I mostly agree.  But do we need bidirectional events?  I suspect all the interesting ones originate at the server: start-of-speech; hypothesis; partial result; warnings of noise, crosstalk, etc.  I'm trying to think why the server would care about events from the client, other than when the client is done sending audio (which it could do in response to a click or end-point detection).

From: public-xg-htmlspeech-request@w3.org [mailto:public-xg-htmlspeech-request@w3.org] On Behalf Of Young, Milan
Sent: Thursday, November 18, 2010 5:34 PM
To: public-xg-htmlspeech@w3.org
Subject: Requirement for UA / SS protocol

Hello,

On the Nov 18th conference, I volunteer to send out proposed wording for a new requirement:

Summary - User agents and speech services are required to support at least one common protocol.

Description - A common protocol will be defined as part of the final recommendation.  It will be built upon some TBD existing application layer protocol and include support for the following:

  * Streaming audio data (e.g.
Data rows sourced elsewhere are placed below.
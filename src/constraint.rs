//! Validity predicates for candidate years, months and days.
//!
//! A candidate is disabled when the whole span of dates it covers falls outside
//! a constraint: a year is rejected by `date_future` only if every day of it is
//! before today, a month only if its last day is before today, and a day when
//! it is. The same rule applies at each granularity to `date_past` and to the
//! inclusive range. Disabled candidates are still offered, just not selectable.
//!
//! Flags and range are not checked against each other, so a configuration may
//! disable every date.

use crate::{CalendarDate, DateRange, Day, Month, PartialDate, Year};

#[derive(Debug, Clone, Copy, PartialEq, Eq, Hash, Default)]
pub struct Constraints {
    /// Reject dates strictly before today
    pub date_future: bool,
    /// Reject dates strictly after today
    pub date_past:   bool,
    /// Inclusive bounds
    pub range:       DateRange,
}

impl Constraints {
    fn rejects(&self, today: CalendarDate, candidate: &PartialDate) -> bool {
        (self.date_future && candidate.upper_bound_inclusive() < today)
            || (self.date_past && candidate.lower_bound() > today)
            || !self.range.admits(candidate)
    }
}

pub fn year_disabled(constraints: &Constraints, today: CalendarDate, year: Year) -> bool {
    constraints.rejects(today, &PartialDate::Year { year })
}

pub fn month_disabled(constraints: &Constraints, today: CalendarDate, year: Year, month: Month) -> bool {
    constraints.rejects(today, &PartialDate::Month { year, month })
}

pub fn day_disabled(constraints: &Constraints, today: CalendarDate, date: CalendarDate) -> bool {
    constraints.rejects(today, &PartialDate::Day(date))
}

/// Same as [`day_disabled`] for callers holding the components separately.
pub fn day_of_month_disabled(
    constraints: &Constraints,
    today: CalendarDate,
    year: Year,
    month: Month,
    day: Day,
) -> bool {
    day_disabled(constraints, today, CalendarDate::from_parts(year, month, day))
}

#[cfg(test)]
mod tests {
    use super::*;
    use crate::test_utils::{date, day, month, year};

    const TODAY: (u16, u8, u8) = (2024, 6, 15);

    fn today() -> CalendarDate {
        date(TODAY.0, TODAY.1, TODAY.2)
    }

    fn future() -> Constraints {
        Constraints {
            date_future: true,
            ..Constraints::default()
        }
    }

    fn past() -> Constraints {
        Constraints {
            date_past: true,
            ..Constraints::default()
        }
    }

    fn march_range() -> Constraints {
        Constraints {
            range: DateRange::new(Some(date(2024, 3, 10)), Some(date(2024, 3, 20)))
                .expect("failed to construct March range"),
            ..Constraints::default()
        }
    }

    #[test]
    fn test_unconstrained_enables_everything() {
        let constraints = Constraints::default();
        assert!(!year_disabled(&constraints, today(), year(1)));
        assert!(!month_disabled(&constraints, today(), year(9999), month(12)));
        assert!(!day_disabled(&constraints, today(), date(1970, 1, 1)));
    }

    #[test]
    fn test_future_years() {
        let constraints = future();
        assert!(year_disabled(&constraints, today(), year(2023)));
        assert!(!year_disabled(&constraints, today(), year(2024)));
        assert!(!year_disabled(&constraints, today(), year(2025)));
    }

    #[test]
    fn test_future_months() {
        let constraints = future();
        assert!(month_disabled(&constraints, today(), year(2024), month(4)));
        assert!(month_disabled(&constraints, today(), year(2024), month(5)));
        assert!(!month_disabled(&constraints, today(), year(2024), month(6)));
        assert!(!month_disabled(&constraints, today(), year(2024), month(7)));
        assert!(month_disabled(&constraints, today(), year(2023), month(12)));
    }

    #[test]
    fn test_future_days() {
        let constraints = future();
        assert!(day_disabled(&constraints, today(), date(2024, 6, 10)));
        assert!(day_disabled(&constraints, today(), date(2024, 6, 14)));
        assert!(!day_disabled(&constraints, today(), date(2024, 6, 15)), "today is allowed");
        assert!(!day_disabled(&constraints, today(), date(2024, 6, 20)));
    }

    #[test]
    fn test_past_cases() {
        let constraints = past();
        assert!(!year_disabled(&constraints, today(), year(2024)));
        assert!(year_disabled(&constraints, today(), year(2025)));

        assert!(!month_disabled(&constraints, today(), year(2024), month(6)));
        assert!(month_disabled(&constraints, today(), year(2024), month(7)));

        assert!(!day_disabled(&constraints, today(), date(2024, 6, 15)), "today is allowed");
        assert!(day_disabled(&constraints, today(), date(2024, 6, 16)));
    }

    #[test]
    fn test_range_days_inclusive() {
        let constraints = march_range();
        assert!(day_disabled(&constraints, today(), date(2024, 3, 9)));
        assert!(!day_disabled(&constraints, today(), date(2024, 3, 10)));
        assert!(!day_disabled(&constraints, today(), date(2024, 3, 20)));
        assert!(day_disabled(&constraints, today(), date(2024, 3, 21)));
    }

    #[test]
    fn test_range_months_and_years() {
        let constraints = march_range();
        assert!(month_disabled(&constraints, today(), year(2024), month(2)));
        assert!(!month_disabled(&constraints, today(), year(2024), month(3)));
        assert!(month_disabled(&constraints, today(), year(2024), month(4)));

        assert!(year_disabled(&constraints, today(), year(2023)));
        assert!(!year_disabled(&constraints, today(), year(2024)));
        assert!(year_disabled(&constraints, today(), year(2025)));
    }

    #[test]
    fn test_day_of_month_disabled_agrees() {
        let constraints = march_range();
        assert!(day_of_month_disabled(&constraints, today(), year(2024), month(3), day(9, 2024, 3)));
        assert!(!day_of_month_disabled(&constraints, today(), year(2024), month(3), day(10, 2024, 3)));
    }

    #[test]
    fn test_conflicting_constraints_disable_everything() {
        let constraints = Constraints {
            date_future: true,
            range: DateRange::new(None, Some(date(2024, 1, 31))).expect("failed to construct open range"),
            ..Constraints::default()
        };
        for d in 1..=31 {
            assert!(day_disabled(&constraints, today(), date(2024, 1, d)));
        }
        for d in 1..=30 {
            assert!(day_disabled(&constraints, today(), date(2024, 6, d)));
        }
        assert!(month_disabled(&constraints, today(), year(2024), month(6)));
    }
}
//! Selection core of a date-picker widget.
//!
//! A [`DateSelector`] walks the user through year, month and day, in that order,
//! over a bounded [`YearWindow`]. Candidates may be disabled by the `date_future`
//! and `date_past` flags or an inclusive [`DateRange`]; the predicates are free
//! functions in [`constraint`] so a renderer can gray out options without
//! duplicating the rules. Rendering itself is left to the host; [`Panel`] is a
//! snapshot of what to draw.
//!
//! ```
//! use date_selector::{CalendarDate, DateSelector, FixedClock, Options, Outcome};
//!
//! let today = CalendarDate::new(2024, 6, 15)?;
//! let options = Options { date_future: true, ..Options::default() };
//! let mut picker = DateSelector::with_clock(&options, FixedClock(today))?;
//!
//! picker.open();
//! picker.select_year(2024);
//! assert!(picker.select_month(4).is_ignored());
//! picker.select_month(6);
//! picker.select_day(20);
//! assert_eq!(picker.commit(), Outcome::Committed(CalendarDate::new(2024, 6, 20)?));
//! # Ok::<(), Box<dyn std::error::Error>>(())
//! ```

mod clock;
mod config;
mod consts;
mod date;
mod prelude;
mod range;
mod selector;
mod types;
mod view;
mod window;

pub mod constraint;

#[cfg(test)]
mod test_utils;

pub use clock::{Clock, FixedClock, SystemClock};
pub use config::{Align, ConfigError, DatePickerConfig, Options};
pub use constraint::Constraints;
pub use consts::*;
pub use date::{CalendarDate, PartialDate};
pub use range::{DateRange, RangeError};
pub use selector::{Action, DateSelector, Outcome, SelectorState, Step};
pub use types::{Day, Month, Year, days_in_month, days_of, is_leap_year};
pub use view::{Badges, Choice, Panel, PanelBody};
pub use window::{YearRange, YearWindow};

use crate::prelude::*;

#[derive(Debug, Clone, PartialEq, Eq, Display)]
pub enum ParseError {
    #[display(fmt = "Invalid date format: {_0}")]
    InvalidFormat(String),
    #[display(fmt = "Invalid year: {} (must be {}-{})", "_0", MIN_YEAR, MAX_YEAR)]
    InvalidYear(u16),
    #[display(fmt = "Invalid month: {} (must be 1-{})", "_0", MAX_MONTH)]
    InvalidMonth(u8),
    #[display(fmt = "Invalid day {day} for month {year}-{month:02}")]
    InvalidDay { year: u16, month: u8, day: u8 },
    #[display(fmt = "Empty date string")]
    EmptyInput,
}

impl std::error::Error for ParseError {}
HTTP 1.1 chunking).  This include both audio streamed from UA to SS during recognition and audio streamed from SS to UA during synthesis.

  * Bidirectional events which can occur anytime during the interaction.  These events could originate either within the web app (e.g. click) or the SS (e.g. start-of-speech or mark) and must be transmitted through the UA in a timely fashion.  The set of events include both standard events defined by the final recommendation and extension events.

  * Both standard and extension parameters passed from the web app to the speech service at the start of the interaction.  List of standard parameters TBD.

  * EMMA results passed from the SS to the web app.  The syntax of this result is TBD (e.g. XML and/or JSON).

  * At least one standard audio codec.  UAs are permitted to advertise alternate codecs at the start of the interaction and SSs are allowed to select any such alternate (e.g. HTTP Accept).

  * Transport layer security (e.g. HTTPS) if requested by the web app.

  * Session identifier that could be used to form continuity across multiple interactions (e.g. HTTP cookies).

  * Interpretation over text.

  * Re-recognition using previous audio streams.

Thank you

Received on Friday, 19 November 2010 01:49:43 UTC